_DIRECTIONS FOR THIS TASK_: Print the listing exactly, but only as far as the line containing "Result of a". The first line and that line are both included.
-------- THE DATA --------
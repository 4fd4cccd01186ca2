//! Abstracted asynchronous filesystem.
//!
//! Every resolver, the build orchestrator and the watch controller reach
//! storage only through [`FileSystem`]. Paths are virtual (see [`path`]).
//!
//! Implementations:
//! - [`MemoryFs`]: in-memory store with a logical mtime clock, used by tests
//!   and embedders that need deterministic sessions.
//! - The CLI provides a native implementation backed by `tokio::fs` and
//!   `notify`.

mod memory;
pub mod path;

pub use memory::MemoryFs;

use async_trait::async_trait;
use thiserror::Error;
use tokio::sync::mpsc;

/// Kind of filesystem entry.
#[derive(Debug, Clone, Copy, PartialEq, Eq)]
pub enum FileType {
    File,
    Directory,
}

/// Result of a `stat` call.
#[derive(Debug, Clone, Copy, PartialEq, Eq)]
pub struct FileStat {
    /// Entry kind.
    pub file_type: FileType,
    /// Modification time in milliseconds (or a logical clock value).
    pub mtime: u64,
    /// Size in bytes (0 for directories).
    pub size: u64,
}

impl FileStat {
    #[must_use]
    pub fn is_file(&self) -> bool {
        self.file_type == FileType::File
    }

    #[must_use]
    pub fn is_dir(&self) -> bool {
        self.file_type == FileType::Directory
    }
}

/// Filesystem error.
#[derive(Error, Debug)]
pub enum FsError {
    #[error("File not found: {0}")]
    NotFound(String),

    #[error("Is a directory: {0}")]
    IsDirectory(String),

    #[error("Invalid UTF-8: {0}")]
    Decode(#[from] std::string::FromUtf8Error),

    #[error("IO error at {path}: {source}")]
    Io {
        path: String,
        #[source]
        source: std::io::Error,
    },

    #[error("Invalid watch pattern '{pattern}': {message}")]
    Pattern { pattern: String, message: String },

    #[error("Watcher failed: {0}")]
    Watch(String),
}

impl FsError {
    /// Whether this error means the entry does not exist.
    #[must_use]
    pub fn is_not_found(&self) -> bool {
        match self {
            Self::NotFound(_) => true,
            Self::Io { source, .. } => source.kind() == std::io::ErrorKind::NotFound,
            _ => false,
        }
    }
}

/// Kind of watch event.
#[derive(Debug, Clone, Copy, PartialEq, Eq)]
pub enum FsEventKind {
    Changed,
    Created,
    Deleted,
}

/// A change reported by a watch.
#[derive(Debug, Clone, PartialEq, Eq)]
pub struct FsEvent {
    /// Virtual path that changed.
    pub path: String,
    /// Kind of change.
    pub kind: FsEventKind,
}

impl FsEvent {
    #[must_use]
    pub fn new(path: impl Into<String>, kind: FsEventKind) -> Self {
        Self {
            path: path.into(),
            kind,
        }
    }
}

/// Releases the resources behind a watch. Must be idempotent.
pub trait WatchGuard: Send {
    fn dispose(&mut self);
}

/// An open watch: an ordered event stream plus its disposer.
///
/// Dropping the stream disposes the watch.
pub struct WatchStream {
    events: mpsc::UnboundedReceiver<FsEvent>,
    guard: Box<dyn WatchGuard>,
}

impl WatchStream {
    /// Create a stream from a receiver and the guard that stops its sender.
    pub fn new(events: mpsc::UnboundedReceiver<FsEvent>, guard: Box<dyn WatchGuard>) -> Self {
        Self { events, guard }
    }

    /// Wait for the next event. Returns `None` once the watch is closed.
    pub async fn recv(&mut self) -> Option<FsEvent> {
        self.events.recv().await
    }

    /// Stop the watch. Events already queued are discarded.
    pub fn dispose(&mut self) {
        self.guard.dispose();
        self.events.close();
        while self.events.try_recv().is_ok() {}
    }
}

impl Drop for WatchStream {
    fn drop(&mut self) {
        self.guard.dispose();
    }
}

impl std::fmt::Debug for WatchStream {
    fn fmt(&self, f: &mut std::fmt::Formatter<'_>) -> std::fmt::Result {
        f.debug_struct("WatchStream").finish_non_exhaustive()
    }
}

/// Asynchronous storage capability consumed by the core.
///
/// `create_watch` patterns are globs matched against paths relative to the
/// filesystem root (no leading `/`).
#[async_trait]
pub trait FileSystem: Send + Sync + std::fmt::Debug {
    /// Stat an entry.
    async fn stat(&self, path: &str) -> Result<FileStat, FsError>;

    /// Read a file's bytes.
    async fn read_file(&self, path: &str) -> Result<Vec<u8>, FsError>;

    /// Write a file, creating parent directories as needed.
    async fn write_file(&self, path: &str, contents: &[u8]) -> Result<(), FsError>;

    /// Open a watch over entries matching `pattern`.
    fn create_watch(&self, pattern: &str) -> Result<WatchStream, FsError>;

    /// Decode file bytes to text.
    fn decode(&self, bytes: &[u8]) -> Result<String, FsError> {
        Ok(String::from_utf8(bytes.to_vec())?)
    }

    /// Encode text to file bytes.
    fn encode(&self, text: &str) -> Vec<u8> {
        text.as_bytes().to_vec()
    }

    /// Whether `path` exists and is a file. Any stat error counts as absent.
    async fn is_file(&self, path: &str) -> bool {
        matches!(self.stat(path).await, Ok(stat) if stat.is_file())
    }

    /// Whether `path` exists and is a directory.
    async fn is_dir(&self, path: &str) -> bool {
        matches!(self.stat(path).await, Ok(stat) if stat.is_dir())
    }

    /// Read and decode a file.
    async fn read_text(&self, path: &str) -> Result<String, FsError> {
        let bytes = self.read_file(path).await?;
        self.decode(&bytes)
    }
}

/// Compile a watch glob, mapping failures to [`FsError::Pattern`].
pub fn compile_pattern(pattern: &str) -> Result<glob::Pattern, FsError> {
    glob::Pattern::new(pattern).map_err(|e| FsError::Pattern {
        pattern: pattern.to_string(),
        message: e.to_string(),
    })
}

/// Build a root-relative watch pattern for `glob` inside `workspace_root`.
#[must_use]
pub fn workspace_pattern(workspace_root: &str, glob: &str) -> String {
    let glob = glob.trim_start_matches('/');
    let rel = path::relative_to(workspace_root, path::ROOT)
        .unwrap_or("")
        .trim_end_matches('/');
    if rel.is_empty() {
        glob.to_string()
    } else {
        format!("{}/{glob}", glob::Pattern::escape(rel))
    }
}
--------
_RESULT OF THIS TASK_:
repository 4fd4cccd01186ca2
//! Abstracted asynchronous filesystem.
//!
//! Every resolver, the build orchestrator and the watch controller reach
//! storage only through [`FileSystem`]. Paths are virtual (see [`path`]).
//!
//! Implementations:
//! - [`MemoryFs`]: in-memory store with a logical mtime clock, used by tests
//!   and embedders that need deterministic sessions.
//! - The CLI provides a native implementation backed by `tokio::fs` and
//!   `notify`.

mod memory;
pub mod path;

pub use memory::MemoryFs;

use async_trait::async_trait;
use thiserror::Error;
use tokio::sync::mpsc;

/// Kind of filesystem entry.
#[derive(Debug, Clone, Copy, PartialEq, Eq)]
pub enum FileType {
    File,
    Directory,
}

/// Result of a `stat` call.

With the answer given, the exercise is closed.